Slovenia remembers WWI general
LJUBLJANA - Slovenia observed Rudolf Maister Day, a public holiday in memory of the general who established the first Slovenian army in modern history and secured what would became Slovenia's northern border. The holiday marks the day in 1918 when Maister (1874-1934) took control of Maribor, Slovenia's second largest city, a move that Lučka Lazarev Šerbec, the chair of the union bringing together associations dedicated to nurturing historical memory of the general, said showed he had "a clear vision in a fateful moment". President Borut Pahor added national holidays celebrate national identity, and appealed on the people to nurture standpoints which unite the nation, not those that are divisive.
Slovenian Book Fair moves online
LJUBLJANA - The Slovenian Book Fair opened today, for the first time as an online event. The week-long celebration of books features a virtual fair showcasing 97 publishers and more than 100 online events. Spain is the guest of honour and Novo Mesto is the city in the spotlight. The the country's main book event, held for the 36th year, opened with a literary event whose keynote was delivered by Niko Grafenauer, a poet celebrating his 80th birthday.
Climbing: Jernej Kruder claims European bouldering title
MOSCOW, Russia - Slovenian sports climber Jernej Kruder became the new European bouldering champion in Moscow, claiming the first ever European title for Slovenian men's climbing. Kruder, who will turn 30 on 5 December, so far had a silver medal from the 2014 World Championship and the overall Bouldering World Cup win in 2018 to show for himself. He won the World Cup event in Moscow last year and sealed the title today before even attempting the final boulder problem. This is already the 24th medal for Slovenia at European Championships, with Slovenian climbers grabbing at least one medal at ten consecutive championships ever since 2002.

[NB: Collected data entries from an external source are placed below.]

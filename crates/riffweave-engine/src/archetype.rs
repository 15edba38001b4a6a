//! The archetype table.
//!
//! Each [`Archetype`] maps to a static [`ArchetypeDef`]: how its phrase is
//! assembled, which lengths it accepts, how it is transposed into the
//! target key, which catalog its ending is snapped against, and which
//! cycler is reset after a failed attempt.
//!
//! Most archetypes are parameterizations of a handful of strategies (see
//! [`Plan`]); the table is data, the strategies live in
//! [`crate::assemble`].

use std::fmt;
use std::str::FromStr;

use riffweave_catalog::CellRole;
use riffweave_theory::{Key, Note};
use serde::{Serialize, Serializer};

use crate::error::GenerateError;

/// A named harmonic progression the engine can realize.
#[derive(Debug, Clone, Copy, PartialEq, Eq, Hash, PartialOrd, Ord)]
pub enum Archetype {
    Sus4,
    Major,
    LongMajor,
    LongSus4,
    Short25Major,
    Long25Major,
    Short25Minor,
    Long25Minor,
    Turnaround,
    RhythmChanges56,
    Ii7ToV7,
    IiiToBiii,
    LongIiiToBiii,
    BiiiToIiOld,
    LongBiiiToIiOld,
    Backdoor25,
    ShortBackdoor25,
    Deceptive25,
    ShortDeceptive25,
    IvIv,
    ShortIvIv,
}

impl Archetype {
    /// Every archetype, in table order.
    pub const ALL: [Archetype; 21] = [
        Archetype::Sus4,
        Archetype::Major,
        Archetype::LongMajor,
        Archetype::LongSus4,
        Archetype::Short25Major,
        Archetype::Long25Major,
        Archetype::Short25Minor,
        Archetype::Long25Minor,
        Archetype::Turnaround,
        Archetype::RhythmChanges56,
        Archetype::Ii7ToV7,
        Archetype::IiiToBiii,
        Archetype::LongIiiToBiii,
        Archetype::BiiiToIiOld,
        Archetype::LongBiiiToIiOld,
        Archetype::Backdoor25,
        Archetype::ShortBackdoor25,
        Archetype::Deceptive25,
        Archetype::ShortDeceptive25,
        Archetype::IvIv,
        Archetype::ShortIvIv,
    ];

    /// Identifier used by callers and in output.
    pub fn id(self) -> &'static str {
        match self {
            Archetype::Sus4 => "7sus4",
            Archetype::Major => "major",
            Archetype::LongMajor => "long_major",
            Archetype::LongSus4 => "long_7sus4",
            Archetype::Short25Major => "short_25_major",
            Archetype::Long25Major => "long_25_major",
            Archetype::Short25Minor => "short_25_minor",
            Archetype::Long25Minor => "long_25_minor",
            Archetype::Turnaround => "turnaround",
            Archetype::RhythmChanges56 => "rhythm_changes_56",
            Archetype::Ii7ToV7 => "ii7_to_v7",
            Archetype::IiiToBiii => "iii_to_biii",
            Archetype::LongIiiToBiii => "long_iii_to_biii",
            Archetype::BiiiToIiOld => "biii_to_ii_old",
            Archetype::LongBiiiToIiOld => "long_biii_to_ii_old",
            Archetype::Backdoor25 => "backdoor_25",
            Archetype::ShortBackdoor25 => "short_backdoor_25",
            Archetype::Deceptive25 => "deceptive_25",
            Archetype::ShortDeceptive25 => "short_deceptive_25",
            Archetype::IvIv => "iv_iv",
            Archetype::ShortIvIv => "short_iv_iv",
        }
    }

    /// The static definition for this archetype.
    pub fn def(self) -> &'static ArchetypeDef {
        match self {
            Archetype::Sus4 => &SUS4,
            Archetype::Major => &MAJOR,
            Archetype::LongMajor => &LONG_MAJOR,
            Archetype::LongSus4 => &LONG_SUS4,
            Archetype::Short25Major => &SHORT_25_MAJOR,
            Archetype::Long25Major => &LONG_25_MAJOR,
            Archetype::Short25Minor => &SHORT_25_MINOR,
            Archetype::Long25Minor => &LONG_25_MINOR,
            Archetype::Turnaround => &TURNAROUND,
            Archetype::RhythmChanges56 => &RHYTHM_CHANGES_56,
            Archetype::Ii7ToV7 => &II7_TO_V7,
            Archetype::IiiToBiii => &III_TO_BIII,
            Archetype::LongIiiToBiii => &LONG_III_TO_BIII,
            Archetype::BiiiToIiOld => &BIII_TO_II_OLD,
            Archetype::LongBiiiToIiOld => &LONG_BIII_TO_II_OLD,
            Archetype::Backdoor25 => &BACKDOOR_25,
            Archetype::ShortBackdoor25 => &SHORT_BACKDOOR_25,
            Archetype::Deceptive25 => &DECEPTIVE_25,
            Archetype::ShortDeceptive25 => &SHORT_DECEPTIVE_25,
            Archetype::IvIv => &IV_IV,
            Archetype::ShortIvIv => &SHORT_IV_IV,
        }
    }

    /// Every catalog role the archetype may draw from or snap against.
    pub fn required_roles(self) -> Vec<CellRole> {
        let def = self.def();
        let mut roles = def.plan.roles();
        if let Plan::Substitute { delegate } = def.plan {
            roles.extend(delegate.required_roles());
        }
        roles.extend(def.cadence_pool);
        roles.sort_unstable();
        roles.dedup();
        roles
    }
}

impl fmt::Display for Archetype {
    fn fmt(&self, f: &mut fmt::Formatter<'_>) -> fmt::Result {
        f.write_str(self.id())
    }
}

impl FromStr for Archetype {
    type Err = GenerateError;

    fn from_str(s: &str) -> Result<Self, Self::Err> {
        Archetype::ALL
            .iter()
            .copied()
            .find(|a| a.id() == s)
            .ok_or_else(|| GenerateError::UnknownArchetype(s.to_string()))
    }
}

impl Serialize for Archetype {
    fn serialize<S: Serializer>(&self, serializer: S) -> Result<S::Ok, S::Error> {
        serializer.serialize_str(self.id())
    }
}

/// Cycler lane a cell is drawn from. Lanes are what the retry policy resets.
#[derive(Debug, Clone, Copy, PartialEq, Eq, Hash, PartialOrd, Ord)]
pub enum Lane {
    Left,
    Right,
    Resolution,
}

/// Restriction on a candidate's first note.
#[derive(Debug, Clone, Copy, PartialEq, Eq)]
pub enum StartFilter {
    Any,
    /// First pitch class must be one of these.
    OneOf(&'static [u8]),
    /// First pitch class must be none of these.
    NoneOf(&'static [u8]),
}

impl StartFilter {
    pub fn allows(self, first: Note) -> bool {
        match self {
            StartFilter::Any => true,
            StartFilter::OneOf(pcs) => pcs.contains(&first.pitch_class),
            StartFilter::NoneOf(pcs) => !pcs.contains(&first.pitch_class),
        }
    }
}

/// One catalog position in an assembly.
#[derive(Debug, Clone, Copy, PartialEq, Eq)]
pub struct Slot {
    pub role: CellRole,
    pub start: StartFilter,
    /// Reject cells that are, or contain, a banned cell.
    pub exclude_banned: bool,
}

impl Slot {
    pub const fn any(role: CellRole) -> Self {
        Self {
            role,
            start: StartFilter::Any,
            exclude_banned: false,
        }
    }

    pub const fn starting(role: CellRole, start: StartFilter) -> Self {
        Self {
            role,
            start,
            exclude_banned: false,
        }
    }

    pub const fn unbanned(role: CellRole) -> Self {
        Self {
            role,
            start: StartFilter::Any,
            exclude_banned: true,
        }
    }
}

/// The first cell of an assembly, drawn from a lane's cycler.
#[derive(Debug, Clone, Copy, PartialEq, Eq)]
pub struct Anchor {
    pub slot: Slot,
    pub lane: Lane,
}

/// Which side of the anchor the partner joins.
#[derive(Debug, Clone, Copy, PartialEq, Eq)]
pub enum Side {
    Left,
    Right,
}

/// How a pair's partner cell is chosen.
#[derive(Debug, Clone, Copy, PartialEq, Eq)]
pub enum PartnerSearch {
    /// Draw from the lane's cycler until a compatible, unused cell appears.
    Scan(Lane),
    /// Draw from the lane's cycler at most catalog-length times, then fall
    /// back to the first compatible cell in catalog order.
    Bounded(Lane),
    /// Uniform choice among compatible, unused cells.
    Random,
}

/// Two joined cells.
#[derive(Debug, Clone, Copy, PartialEq, Eq)]
pub struct PairPlan {
    pub anchor: Anchor,
    pub partner: Slot,
    pub side: Side,
    pub search: PartnerSearch,
    /// Redraw the anchor until it passes its exclusion and has a
    /// compatible partner, instead of failing on the first draw.
    pub redraw_anchor: bool,
}

/// Opening of a scheduled archetype, chosen by its mode scheduler.
#[derive(Debug, Clone, Copy, PartialEq, Eq)]
pub struct ScheduledBase {
    /// Catalog of 5-note cells the short form opens with.
    pub short_role: CellRole,
    /// Catalog of 9-note cells the long form opens with.
    pub long_role: CellRole,
    /// Cell joined left of the short-form opener.
    pub short_partner: Slot,
    pub short_search: PartnerSearch,
}

/// Where a chain starts before its left extensions.
#[derive(Debug, Clone, Copy, PartialEq, Eq)]
pub enum ChainBase {
    Anchor(Anchor),
    Pair(&'static PairPlan),
    Scheduled(&'static ScheduledBase),
}

/// Assembly strategy.
#[derive(Debug, Clone, Copy, PartialEq, Eq)]
pub enum Plan {
    Pair(&'static PairPlan),
    /// A base followed by cells added on the left, in order.
    Chain {
        base: ChainBase,
        extensions: &'static [Slot],
    },
    /// Assemble `delegate` and re-key it through the substitute table.
    Substitute { delegate: Archetype },
}

impl Plan {
    fn roles(&self) -> Vec<CellRole> {
        fn pair_roles(pair: &PairPlan) -> [CellRole; 2] {
            [pair.anchor.slot.role, pair.partner.role]
        }

        match *self {
            Plan::Pair(pair) => pair_roles(pair).to_vec(),
            Plan::Chain { base, extensions } => {
                let mut roles: Vec<CellRole> = extensions.iter().map(|s| s.role).collect();
                match base {
                    ChainBase::Anchor(anchor) => roles.push(anchor.slot.role),
                    ChainBase::Pair(pair) => roles.extend(pair_roles(pair)),
                    ChainBase::Scheduled(sched) => {
                        roles.extend([sched.short_role, sched.long_role, sched.short_partner.role])
                    }
                }
                roles
            }
            Plan::Substitute { .. } => Vec::new(),
        }
    }
}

Drug smuggler gets five years behind bars
KRANJ - The Kranj District Court sentenced to five years in prison a member of a ring that is believed to have smuggled around 50 kilos of heroin and undetermined amounts of cocaine and cannabis from Ljubljana to Austria's Klagenfurt a few years ago. While two members of the ring, Saša Gavrić and Saša Stojnić, confessed to the crime in Slovenia in 2016 and got four and three years in prison, respectively, 33-year-old Dalibor Pejić had been on the run for a few years until last December's arrest. The drug trafficking ring was busted in 2015, when nine suspects were processed in Slovenia and around 40 in Austria. Two were sentenced to prison in Austria.
Man lived with corpse for years, collected pension
LJUBLJANA - A 67-year-old man from Ljubljana has been charged with multiple counts of crime after police discovered he had been hiding the corpse of a relative for several years and collected her pension. While the police would not specify, several media reports suggest the man lived with the corpse of his mother, who would have been 97 now, and prevented other relatives from having any contact with the argument that she did not wish to see them.